And Then There Were None (released in the US as Ten Little Indians) is a 1974 mystery film and an adaptation of Agatha Christie's best-selling 1939 mystery novel of the same name. The film was directed by Peter Collinson and produced by Harry Alan Towers. This was the second of three versions of Christie's novel to be adapted to the screen by producer Harry Alan Towers. Two film adaptations were previously released (a 1945 version by René Clair and the 1965 adaptation Ten Little Indians). An American made-for-television version was broadcast in 1959. Towers produced a third version in 1989.

Plot
A group of ten people, strangers to one another, arrive at a hotel deep in the Iranian desert, located adjacent to the ruins of Persepolis, 200 miles from civilization. The guests quickly discover that their host is mysteriously absent. At dinner, they notice a display of figurines: the Ten Little Indians, as represented in the doggerel in each of their suites. They are accused via a tape recording by the host, U.N. Owen ("unknown"), someone none of them has ever met, of having escaped justice for committing murders or causing the deaths of others.

One by one, the guests start to die. The first is singer Michel Raven, whose drink is poisoned. During the night, the housekeeper/cook, Elsa Martino, makes a mad dash to escape through the ruins, only to be strangled against a pillar, an ancient Persian method of execution, as noted by Hugh Lombard. A search of the hotel is initiated by General Salve, who splits everyone into pairs. Not long after everyone separates, Salve is stabbed to death in the hotel's catacombs. Their search reveals there is no one in the hotel except the seven of them, and that the killer must be one of them.
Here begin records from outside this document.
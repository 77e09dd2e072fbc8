// 该文件是 Tianyan （天眼） 项目的一部分。
// src/bin/simple_camera.rs - 简单的逐帧检测程序
//
// 本文件根据 Apache 许可证第 2.0 版（以下简称“许可证”）授权使用；
// 除非遵守该许可证条款，否则您不得使用本文件。
// 您可通过以下网址获取许可证副本：
// http://www.apache.org/licenses/LICENSE-2.0
// 除非适用法律要求或书面同意，根据本许可协议分发的软件均按“原样”提供，
// 不附带任何形式的明示或暗示的保证或条件。
// 有关许可权限与限制的具体条款，请参阅本许可协议。
//
// Copyright (C) 2026 Johann Li <me@qinka.pro>, Wareless Group

use anyhow::Result;
use clap::Parser;
use tracing::{info, warn};
use tracing_subscriber::EnvFilter;
use url::Url;

use tianyan::{
  FromUrl,
  app::{AlwaysGranted, App},
  input::{CameraConfig, ImageFileSource, Platform},
  model::{DISPLAY_THRESHOLD, ModelLoader, PUBLICATION_THRESHOLD, ReplayRuntime, Thresholds},
  output::{DetectionSink, overlay},
  preprocess::Preprocessor,
  task::{DetectionTask, IntervalScheduler, YieldScheduler},
};

/// Tianyan 项目参数配置
#[derive(Parser, Debug)]
#[command(author, version, about, long_about = None)]
pub struct Args {
  /// 模型资源目录，例如 tfjs:///opt/assets
  #[arg(long, value_name = "MODEL")]
  pub model: Url,
  /// 输入来源，例如 image:///data/frames
  #[arg(long, value_name = "SOURCE")]
  pub input: Url,
  /// 推理运行时，例如 replay:///data/predictions.json
  #[arg(long, value_name = "RUNTIME")]
  pub runtime: Url,
  /// 运行平台，决定摄像头纹理尺寸
  #[arg(long, value_enum, default_value = "android")]
  pub platform: Platform,
  /// 发布阈值
  #[arg(long, default_value_t = PUBLICATION_THRESHOLD, value_name = "THRESHOLD")]
  pub score_threshold: f32,
  /// 显示阈值
  #[arg(long, default_value_t = DISPLAY_THRESHOLD, value_name = "THRESHOLD")]
  pub display_threshold: f32,
  /// 最大处理帧数，0 表示不限制
  #[arg(long, value_name = "FRAME_NUMBER", default_value_t = 0)]
  pub frame_number: u64,
  /// 图像读完后从头循环，否则读完即退出
  #[arg(long)]
  pub repeat: bool,
  /// 调度频率，0 表示不限速
  #[arg(long, value_name = "HZ", default_value_t = 30)]
  pub tick_hz: u32,
}

#[tokio::main(flavor = "current_thread")]
async fn main() -> Result<()> {
  tracing_subscriber::fmt()
    .with_env_filter(EnvFilter::from_default_env())
    .init();

  let args = Args::parse();

  info!("模型资源: {}", args.model);
  info!("输入来源: {}", args.input);
  info!("推理运行时: {}", args.runtime);

  let camera = CameraConfig::for_platform(args.platform);
  info!(
    "摄像头纹理: {}x{}, 模型输入: {}x{}x{}",
    camera.camera_texture_height,
    camera.camera_texture_width,
    camera.resize_height,
    camera.resize_width,
    camera.resize_depth
  );

  let app = App::new(
    ModelLoader::from_url(&args.model)?,
    ReplayRuntime::from_url(&args.runtime)?,
  );
  let thresholds = Thresholds {
    publication: args.score_threshold,
    display: args.display_threshold,
  };
  let task = DetectionTask::new(Preprocessor::new(&camera))
    .with_thresholds(thresholds)
    .with_frame_number((args.frame_number > 0).then_some(args.frame_number));
  let source = ImageFileSource::from_url(&args.input)?
    .with_config(&camera)
    .with_repeat(args.repeat)
    .with_stop(task.stop_handle());
  info!("输入图像 {} 张", source.len());

  let stop = task.stop_handle();
  ctrlc::set_handler(move || {
    warn!("收到中断信号，准备退出...");
    stop.stop();
  })?;

  let mut sink = DetectionSink::new();
  let reader = sink.subscribe();
  let camera_ready = async { source };

  let report = if args.tick_hz == 0 {
    let mut task = task.with_scheduler(YieldScheduler);
    app
      .launch(&mut AlwaysGranted, camera_ready, &mut task, &mut sink)
      .await?
  } else {
    let mut task = task.with_scheduler(IntervalScheduler::from_hz(args.tick_hz));
    app
      .launch(&mut AlwaysGranted, camera_ready, &mut task, &mut sink)
      .await?
  };

  for overlay_box in overlay::compose(&reader, thresholds.display) {
    info!(
      "[{}] {} at ({:.0}, {:.0}, {:.0}x{:.0})",
      overlay_box.color.as_str(),
      overlay_box.label,
      overlay_box.left,
      overlay_box.top,
      overlay_box.width,
      overlay_box.height
    );
  }

  info!(
    "处理完成: {} 帧, 发布 {} 次, 失败 {} 次",
    report.frames, report.published, report.failed
  );
  Ok(())
}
The next morning, Elsa's husband, the butler Martino, attempts to escape into the desert and dies of heat exhaustion, his survival kit having been sabotaged. Ilona reveals her tragic past to the others, exposing the cause of her husband's suicide. Later she is found dead, bitten by a venomous snake. The power and lights in the hotel suddenly go out, leaving the five remaining guests in the dark. Judge Cannon convinces them to reveal the nature of the crimes of which they stand accused. Before Vera can offer her explanation, she leaves the others to get her coat. She screams, and the others run to find her. In the confusion, Judge Cannon is found dead in his bedroom, shot in the head.

Because Vera refuses to confess to her guilt, as the other four have, Dr. Armstrong becomes suspicions of Vera and has her locked in her room. Hugh comes to Vera's room during the night and gives her his gun. Vera reveals that she never escaped justice for a murder. Her sister committed the murder, but Vera took the blame, to protect her. Her sister killed herself afterwards. Hugh reveals that he is in fact Charles Morley. The real Hugh Lombard was his best friend, and also committed suicide after the crime of which he was accused. Charles found Hugh's invitation among his belongings while clearing them after his death, and likewise took his friend's place, hoping to learn more about what caused Hugh to take his life.
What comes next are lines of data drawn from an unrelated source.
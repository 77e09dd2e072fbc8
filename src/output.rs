// 该文件是 Tianyan （天眼） 项目的一部分。
// src/output.rs - 检测结果发布
//
// 本文件根据 Apache 许可证第 2.0 版（以下简称“许可证”）授权使用；
// 除非遵守该许可证条款，否则您不得使用本文件。
// 您可通过以下网址获取许可证副本：
// http://www.apache.org/licenses/LICENSE-2.0
// 除非适用法律要求或书面同意，根据本许可协议分发的软件均按“原样”提供，
// 不附带任何形式的明示或暗示的保证或条件。
// 有关许可权限与限制的具体条款，请参阅本许可协议。
//
// Copyright (C) 2026 Johann Li <me@qinka.pro>, Wareless Group

use std::sync::Arc;

use tokio::sync::watch;
use tracing::debug;

use crate::model::{Detection, DetectionBatch};

pub mod overlay;

/// 用于校准画面的两个固定参考框
pub const REFERENCE_BATCH: [Detection; 2] = [
  Detection {
    class_id: 0,
    score: 0.9,
    x1: 100.0,
    y1: 100.0,
    x2: 200.0,
    y2: 200.0,
  },
  Detection {
    class_id: 1,
    score: 0.8,
    x1: 220.0,
    y1: 220.0,
    x2: 300.0,
    y2: 300.0,
  },
];

/// 单写多读的检测结果槽位。
///
/// 每次发布整体替换上一帧的结果，读者只会看到旧值或新值。
pub struct DetectionSink {
  tx: watch::Sender<Arc<DetectionBatch>>,
  published: u64,
}

impl Default for DetectionSink {
  fn default() -> Self {
    Self::new()
  }
}

impl DetectionSink {
  pub fn new() -> Self {
    let (tx, _) = watch::channel(Arc::new(DetectionBatch::default()));
    Self { tx, published: 0 }
  }

  pub fn publish(&mut self, batch: DetectionBatch) {
    debug!(
      "发布第 {} 帧检测结果: {} 个目标",
      batch.frame_index,
      batch.len()
    );
    self.tx.send_replace(Arc::new(batch));
    self.published += 1;
  }

  /// 已发布的批次数
  pub fn publications(&self) -> u64 {
    self.published
  }

  pub fn latest(&self) -> Arc<DetectionBatch> {
    Arc::clone(&self.tx.borrow())
  }

  pub fn subscribe(&self) -> SinkReader {
    SinkReader {
      rx: self.tx.subscribe(),
    }
  }
}

/// 界面一侧的读取端
#[derive(Clone)]
pub struct SinkReader {
  rx: watch::Receiver<Arc<DetectionBatch>>,
}

impl SinkReader {
  pub fn latest(&self) -> Arc<DetectionBatch> {
    Arc::clone(&self.rx.borrow())
  }

  pub fn reference(&self) -> &'static [Detection] {
    &REFERENCE_BATCH
  }

  /// 等待下一次发布；发布端被丢弃后返回 `None`
  pub async fn changed(&mut self) -> Option<Arc<DetectionBatch>> {
    self.rx.changed().await.ok()?;
    Some(Arc::clone(&self.rx.borrow_and_update()))
  }
}
// 该文件是 Tianyan （天眼） 项目的一部分。
// src/output/overlay.rs - 叠加层布局
//
// 本文件根据 Apache 许可证第 2.0 版（以下简称“许可证”）授权使用；
// 除非遵守该许可证条款，否则您不得使用本文件。
// 您可通过以下网址获取许可证副本：
// http://www.apache.org/licenses/LICENSE-2.0
// 除非适用法律要求或书面同意，根据本许可协议分发的软件均按“原样”提供，
// 不附带任何形式的明示或暗示的保证或条件。
// 有关许可权限与限制的具体条款，请参阅本许可协议。
//
// Copyright (C) 2026 Johann Li <me@qinka.pro>, Wareless Group

use crate::{model::Detection, output::SinkReader};

#[derive(Debug, Clone, Copy, PartialEq, Eq)]
pub enum BoxColor {
  /// 实时检测
  Red,
  /// 参考框
  Blue,
}

impl BoxColor {
  pub fn as_str(self) -> &'static str {
    match self {
      BoxColor::Red => "red",
      BoxColor::Blue => "blue",
    }
  }
}

/// 以预览画面像素为单位、绝对定位的矩形
#[derive(Debug, Clone, PartialEq)]
pub struct OverlayBox {
  pub left: f32,
  pub top: f32,
  pub width: f32,
  pub height: f32,
  pub color: BoxColor,
  pub label: String,
}

impl OverlayBox {
  pub fn live(detection: &Detection) -> Self {
    Self::with_label(
      detection,
      BoxColor::Red,
      format!(
        "Class: {}, Score: {:.2}",
        detection.class_id, detection.score
      ),
    )
  }

  pub fn reference(detection: &Detection) -> Self {
    Self::with_label(
      detection,
      BoxColor::Blue,
      format!(
        "Dummy Class: {}, Score: {:.2}",
        detection.class_id, detection.score
      ),
    )
  }

  fn with_label(detection: &Detection, color: BoxColor, label: String) -> Self {
    Self {
      left: detection.x1,
      top: detection.y1,
      width: detection.width(),
      height: detection.height(),
      color,
      label,
    }
  }
}

/// 组合当前帧的叠加层：先是超过显示阈值的实时框，再是参考框。
///
/// 已发布的框都超过发布阈值，所以只有显示阈值高于发布阈值
/// （`--display-threshold` 大于 `--score-threshold`）时这里才会再过滤掉实时框。
pub fn compose(reader: &SinkReader, display_threshold: f32) -> Vec<OverlayBox> {
  let live = reader.latest();
  live
    .items
    .iter()
    .filter(|d| d.score > display_threshold)
    .map(OverlayBox::live)
    .chain(reader.reference().iter().map(OverlayBox::reference))
    .collect()
}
The next morning, Dr. Armstrong is nowhere to be found. A search of the ruins leads to Blore being pushed off a ledge to his death. Vera and Charles assume Dr. Armstrong is the killer, but are then shocked to find Dr. Armstrong's corpse in the ruins. He has been dead for hours. They realise they are the only two remaining. Vera shoots at Charles.
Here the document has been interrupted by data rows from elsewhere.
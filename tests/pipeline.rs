// 该文件是 Tianyan （天眼） 项目的一部分。
// tests/pipeline.rs - 检测任务端到端测试
//
// 本文件根据 Apache 许可证第 2.0 版（以下简称“许可证”）授权使用；
// 除非遵守该许可证条款，否则您不得使用本文件。
// 您可通过以下网址获取许可证副本：
// http://www.apache.org/licenses/LICENSE-2.0
// 除非适用法律要求或书面同意，根据本许可协议分发的软件均按“原样”提供，
// 不附带任何形式的明示或暗示的保证或条件。
// 有关许可权限与限制的具体条款，请参阅本许可协议。
//
// Copyright (C) 2026 Johann Li <me@qinka.pro>, Wareless Group

use std::{
  collections::VecDeque,
  sync::{
    Arc,
    atomic::{AtomicUsize, Ordering},
  },
};

use tokio::sync::watch;

use tianyan::{
  frame::{ImageTensor, InputTensor, Tensor},
  input::{CameraConfig, FrameSource, Platform},
  model::{
    Detection, Model, ModelHandle, PUBLICATION_THRESHOLD, Prediction, decode,
    loader::BundleInfo,
  },
  output::{
    DetectionSink, REFERENCE_BATCH, SinkReader,
    overlay::{self, BoxColor},
  },
  preprocess::Preprocessor,
  task::{DetectionTask, ModelReceiver, PipelineReport, PipelineState, Scheduler, StopHandle},
};

const SIDE: usize = 2;

#[derive(Debug, thiserror::Error)]
#[error("injected failure")]
struct Injected;

#[derive(Clone)]
enum Outcome {
  Predict(Prediction),
  Fail,
}

struct ScriptedModel {
  outcomes: Vec<Outcome>,
  calls: AtomicUsize,
}

impl ScriptedModel {
  fn new(outcomes: Vec<Outcome>) -> Self {
    Self {
      outcomes,
      calls: AtomicUsize::new(0),
    }
  }
}

fn flat(values: Vec<f32>) -> Tensor<f32> {
  Tensor::from_shape_vec(&[values.len()], values).unwrap()
}

impl Model for ScriptedModel {
  type Error = Injected;

  async fn execute(&self, input: &InputTensor) -> Result<Vec<Tensor<f32>>, Self::Error> {
    assert_eq!(input.shape(), &[1, SIDE, SIDE, 3]);
    let call = self.calls.fetch_add(1, Ordering::Relaxed);
    match &self.outcomes[call % self.outcomes.len()] {
      Outcome::Predict(p) => Ok(vec![
        flat(p.boxes.clone()),
        flat(p.scores.clone()),
        flat(p.classes.iter().map(|&c| c as f32).collect()),
      ]),
      Outcome::Fail => Err(Injected),
    }
  }
}

enum Step {
  Frame,
  /// 尺寸不对的帧，预处理阶段失败
  BadFrame,
  Miss,
}

/// 按脚本产出帧，脚本结束后置位停止标志
struct ScriptedSource {
  steps: VecDeque<Step>,
  stop: StopHandle,
}

impl FrameSource for ScriptedSource {
  fn next_frame(&mut self) -> Option<ImageTensor> {
    match self.steps.pop_front() {
      Some(Step::Frame) => Some(ImageTensor::from_hwc(SIDE, SIDE, vec![128; SIDE * SIDE * 3]).unwrap()),
      Some(Step::BadFrame) => Some(ImageTensor::from_hwc(1, 1, vec![0; 3]).unwrap()),
      Some(Step::Miss) => None,
      None => {
        self.stop.stop();
        None
      }
    }
  }
}

/// 每个节拍记录界面此刻能看到的帧号
struct RenderScheduler {
  reader: SinkReader,
  seen: Vec<u64>,
}

impl Scheduler for RenderScheduler {
  async fn tick(&mut self) {
    self.seen.push(self.reader.latest().frame_index);
    tokio::task::yield_now().await;
  }
}

fn s1_prediction() -> Prediction {
  Prediction {
    boxes: vec![
      10.0, 20.0, 30.0, 40.0, 50.0, 60.0, 70.0, 80.0, 90.0, 100.0, 110.0, 120.0,
    ],
    scores: vec![0.95, 0.85, 0.99],
    classes: vec![5, 7, 2],
  }
}

fn rejected_prediction() -> Prediction {
  Prediction {
    boxes: vec![0.0, 0.0, 1.0, 1.0],
    scores: vec![0.9],
    classes: vec![3],
  }
}

fn model_channel(outcomes: Vec<Outcome>) -> ModelReceiver<ScriptedModel> {
  let handle = ModelHandle::new(ScriptedModel::new(outcomes), BundleInfo::default());
  let (_tx, rx) = watch::channel(Some(Arc::new(handle)));
  rx
}

struct Run {
  report: PipelineReport,
  seen: Vec<u64>,
  sink: DetectionSink,
  allocated: u64,
  released: u64,
  state: PipelineState,
}

async fn run(steps: Vec<Step>, outcomes: Vec<Outcome>) -> Run {
  let config = CameraConfig {
    resize_height: SIDE as u32,
    resize_width: SIDE as u32,
    ..CameraConfig::for_platform(Platform::Ios)
  };
  let mut sink = DetectionSink::new();
  let mut recorder = RenderScheduler {
    reader: sink.subscribe(),
    seen: Vec::new(),
  };

  let mut task = DetectionTask::new(Preprocessor::new(&config)).with_scheduler(&mut recorder);
  let source = ScriptedSource {
    steps: steps.into(),
    stop: task.stop_handle(),
  };
  let report = task
    .run(source, model_channel(outcomes), &mut sink)
    .await
    .unwrap();
  let ledger = task.ledger();
  let state = task.state();
  drop(task);

  Run {
    report,
    seen: recorder.seen,
    sink,
    allocated: ledger.allocated(),
    released: ledger.released(),
    state,
  }
}

#[tokio::test]
async fn two_boxes_are_accepted() {
  let run = run(vec![Step::Frame], vec![Outcome::Predict(s1_prediction())]).await;

  let latest = run.sink.latest();
  assert_eq!(latest.frame_index, 1);
  assert_eq!(
    &*latest.items,
    &[
      Detection {
        class_id: 5,
        score: 0.95,
        x1: 20.0,
        y1: 10.0,
        x2: 40.0,
        y2: 30.0,
      },
      Detection {
        class_id: 2,
        score: 0.99,
        x1: 100.0,
        y1: 90.0,
        x2: 120.0,
        y2: 110.0,
      },
    ]
  );
  assert_eq!(run.state, PipelineState::Stopped);
}

#[tokio::test]
async fn all_rejected_still_replaces_previous_batch() {
  let run = run(
    vec![Step::Frame, Step::Frame],
    vec![
      Outcome::Predict(s1_prediction()),
      Outcome::Predict(rejected_prediction()),
    ],
  )
  .await;

  assert_eq!(run.sink.publications(), 2);
  let latest = run.sink.latest();
  assert_eq!(latest.frame_index, 2);
  assert!(latest.is_empty());
}

#[test]
fn decoder_is_pure() {
  let prediction = s1_prediction();
  let first = decode(&prediction, PUBLICATION_THRESHOLD).unwrap();
  let second = decode(&prediction, PUBLICATION_THRESHOLD).unwrap();
  assert_eq!(first, second);
}

#[test]
fn decoder_keeps_exactly_the_scores_above_threshold() {
  let scores = [0.1, 0.91, 0.9, 1.0, 0.95, 0.5, 0.901];
  let n = scores.len();
  let prediction = Prediction {
    boxes: (0..4 * n).map(|v| v as f32).collect(),
    scores: scores.to_vec(),
    classes: (0..n as i32).collect(),
  };

  let items = decode(&prediction, PUBLICATION_THRESHOLD).unwrap();
  let kept = items.iter().map(|d| d.class_id).collect::<Vec<_>>();
  assert_eq!(kept, vec![1, 3, 4, 6]);
  for d in &items {
    let i = d.class_id as usize;
    assert_eq!(
      (d.x1, d.y1, d.x2, d.y2),
      (
        prediction.boxes[4 * i + 1],
        prediction.boxes[4 * i],
        prediction.boxes[4 * i + 3],
        prediction.boxes[4 * i + 2]
      )
    );
  }
}

#[tokio::test]
async fn one_failed_inference_does_not_stop_the_loop() {
  let mut outcomes = vec![Outcome::Predict(s1_prediction()); 10];
  outcomes[4] = Outcome::Fail;
  let run = run((0..10).map(|_| Step::Frame).collect(), outcomes).await;

  assert_eq!(
    run.report,
    PipelineReport {
      frames: 10,
      published: 9,
      failed: 1,
      misses: 1,
    }
  );
  // 第 5 帧失败后界面仍显示第 4 帧的结果
  assert_eq!(&run.seen[..10], &[1, 2, 3, 4, 4, 6, 7, 8, 9, 10]);
  assert_eq!(run.allocated, 30);
  assert_eq!(run.released, run.allocated);
}

#[tokio::test]
async fn batches_are_published_in_frame_order() {
  let run = run(
    vec![Step::Frame, Step::Miss, Step::Frame, Step::Frame],
    vec![Outcome::Predict(s1_prediction())],
  )
  .await;

  assert_eq!(run.seen, vec![1, 1, 2, 3, 3]);
  assert!(run.seen.windows(2).all(|w| w[0] <= w[1]));
}

#[tokio::test]
async fn tensors_are_released_on_every_failure_path() {
  let broken = Prediction {
    boxes: vec![1.0, 2.0],
    scores: vec![0.99],
    classes: vec![1],
  };
  let run = run(
    vec![
      Step::Frame,
      Step::BadFrame,
      Step::Frame,
      Step::Miss,
      Step::Frame,
      Step::Frame,
    ],
    vec![
      Outcome::Predict(s1_prediction()),
      Outcome::Fail,
      Outcome::Predict(broken),
      Outcome::Predict(rejected_prediction()),
    ],
  )
  .await;

  assert_eq!(run.report.frames, 5);
  assert_eq!(run.report.published, 2);
  assert_eq!(run.report.failed, 3);
  // 预处理失败的帧只分配了图像本身
  assert_eq!(run.allocated, 3 + 1 + 3 + 3 + 3);
  assert_eq!(run.released, run.allocated);
}

#[tokio::test]
async fn null_frames_publish_nothing_and_allocate_nothing() {
  const K: usize = 25;
  let run = run(
    (0..K).map(|_| Step::Miss).collect(),
    vec![Outcome::Predict(s1_prediction())],
  )
  .await;

  assert_eq!(run.report.misses, K as u64 + 1);
  assert_eq!(run.report.frames, 0);
  assert_eq!(run.sink.publications(), 0);
  assert_eq!(run.allocated, 0);
  assert!(run.seen.iter().all(|&frame| frame == 0));
}

#[tokio::test]
async fn reference_boxes_coexist_with_empty_live_batch() {
  let run = run(vec![Step::Frame], vec![Outcome::Predict(rejected_prediction())]).await;
  let reader = run.sink.subscribe();
  assert!(reader.latest().is_empty());

  let boxes = overlay::compose(&reader, tianyan::model::DISPLAY_THRESHOLD);
  assert_eq!(boxes.len(), 2);
  assert!(boxes.iter().all(|b| b.color == BoxColor::Blue));
  let rects = boxes
    .iter()
    .map(|b| (b.left, b.top, b.left + b.width, b.top + b.height))
    .collect::<Vec<_>>();
  assert_eq!(
    rects,
    vec![(100.0, 100.0, 200.0, 200.0), (220.0, 220.0, 300.0, 300.0)]
  );
  assert_eq!(reader.reference(), &REFERENCE_BATCH);
  assert_eq!(reader.reference()[0].class_id, 0);
  assert_eq!(reader.reference()[1].class_id, 1);
}

#[test]
fn texture_size_is_selected_by_platform() {
  for _ in 0..3 {
    let ios = CameraConfig::for_platform(Platform::Ios);
    let android = CameraConfig::for_platform(Platform::Android);
    assert_eq!((ios.camera_texture_height, ios.camera_texture_width), (1920, 1080));
    assert_eq!(
      (android.camera_texture_height, android.camera_texture_width),
      (1200, 1600)
    );
  }
}

#[cfg(feature = "read_image_file")]
#[tokio::test]
async fn image_directory_run_ends_when_images_run_out() {
  use image::{Rgb, RgbImage};
  use tianyan::{FromUrl, input::ImageFileSource};

  let dir = tempfile::tempdir().unwrap();
  RgbImage::from_pixel(8, 8, Rgb([10, 20, 30]))
    .save(dir.path().join("a.png"))
    .unwrap();
  std::fs::write(dir.path().join("b.png"), b"not a png").unwrap();

  let config = CameraConfig {
    resize_height: SIDE as u32,
    resize_width: SIDE as u32,
    ..CameraConfig::for_platform(Platform::Ios)
  };
  let mut task = DetectionTask::new(Preprocessor::new(&config));
  let url = url::Url::parse(&format!("image://{}", dir.path().display())).unwrap();
  let source = ImageFileSource::from_url(&url)
    .unwrap()
    .with_config(&config)
    .with_stop(task.stop_handle());
  assert_eq!(source.len(), 2);

  let mut sink = DetectionSink::new();
  let report = tokio::time::timeout(
    std::time::Duration::from_secs(3),
    task.run(
      source,
      model_channel(vec![Outcome::Predict(s1_prediction())]),
      &mut sink,
    ),
  )
  .await
  .expect("任务应在图像读完后结束")
  .unwrap();

  assert_eq!(report.frames, 1);
  assert_eq!(report.published, 1);
  // 坏图与读完各算一次空帧
  assert_eq!(report.misses, 2);
  assert_eq!(sink.publications(), 1);
  assert_eq!(task.state(), PipelineState::Stopped);
}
Vera returns to the hotel, where she finds all the furniture covered in sheets again, except for a chair with a noose above. She finds Judge Cannon very much alive. He reveals that he tricked Dr. Armstrong into helping him fake his "murder". He explains his desire to seek perfect justice and perform his duty as an executioner of the guilty. Judge Cannon tries to convince Vera to hang herself, to avoid spending the rest of her life in jail, since the authorities will assume she is the obvious murderer, as the only remaining guest alive. Judge Cannon drinks poison and prepares to die, only to see Charles appear, alive. Cannon chokes on the poison and realises before he dies that his scheme has been foiled. With Cannon dead, Vera and Charles are picked up by a helicopter as the tape recording is replayed by someone.

Cast 
Charles Aznavour as Michel Raven, entertainer. Accused of having run over two people in Paris while driving under the influence of alcohol.
Stéphane Audran as Ilona Morgan, actress. Accused of having been responsible for the death of her husband "in a most cold-blooded and ruthless manner."
Elke Sommer as Vera Clyde, secretary. Accused of having fatally poisoned her sister's fiancé.
Gert Fröbe as Wilhelm Blore, police official.  Accused of committing perjury to frame an innocent man, who subsequently died in prison.
Herbert Lom as Edward Armstrong, doctor. Accused of having operated on a woman while drunk, causing her death.
Oliver Reed as Hugh Lombard, businessman. Accused of murdering the young woman who was to bear his child out of wedlock. (Revealed as Charles Morley)
Richard Attenborough as Arthur Cannon, judge. Accused of having sentenced an innocent man to death by hanging.
Maria Rohm as Elsa Martino, servant. Accused of helping her husband cause the death of their wealthy, invalid employer.
Alberto de Mendoza as Otto Martino, servant. Accused of causing the death of his wealthy, invalid employer after tricking her into including him and his wife in her will.
Adolfo Celi as André Salvé, military general. Accused of having been responsible for the deaths of five men who were under his command.
Orson Welles as "U.N. Owen" – the Voice on the Tape.
Naser Malek Motiei as Policeman (uncredited)

Production

Writing
The 1974 film reuses the script of the 1965 version, even calling Oliver Reed's character "Hugh" instead of "Phillip," which was the character's name in the novel and play. It is set in an abandoned hotel in the Iranian desert.

Casting
Herbert Lom, who plays Dr. Armstrong in this film, also starred in the 1989 version, as the General (played by Adolfo Celi in this version).

Filming
Much of the film was shot on location in pre-revolution Iran. It is set at a massive, fictional hotel in the desert, adjacent to the ruins of Persepolis.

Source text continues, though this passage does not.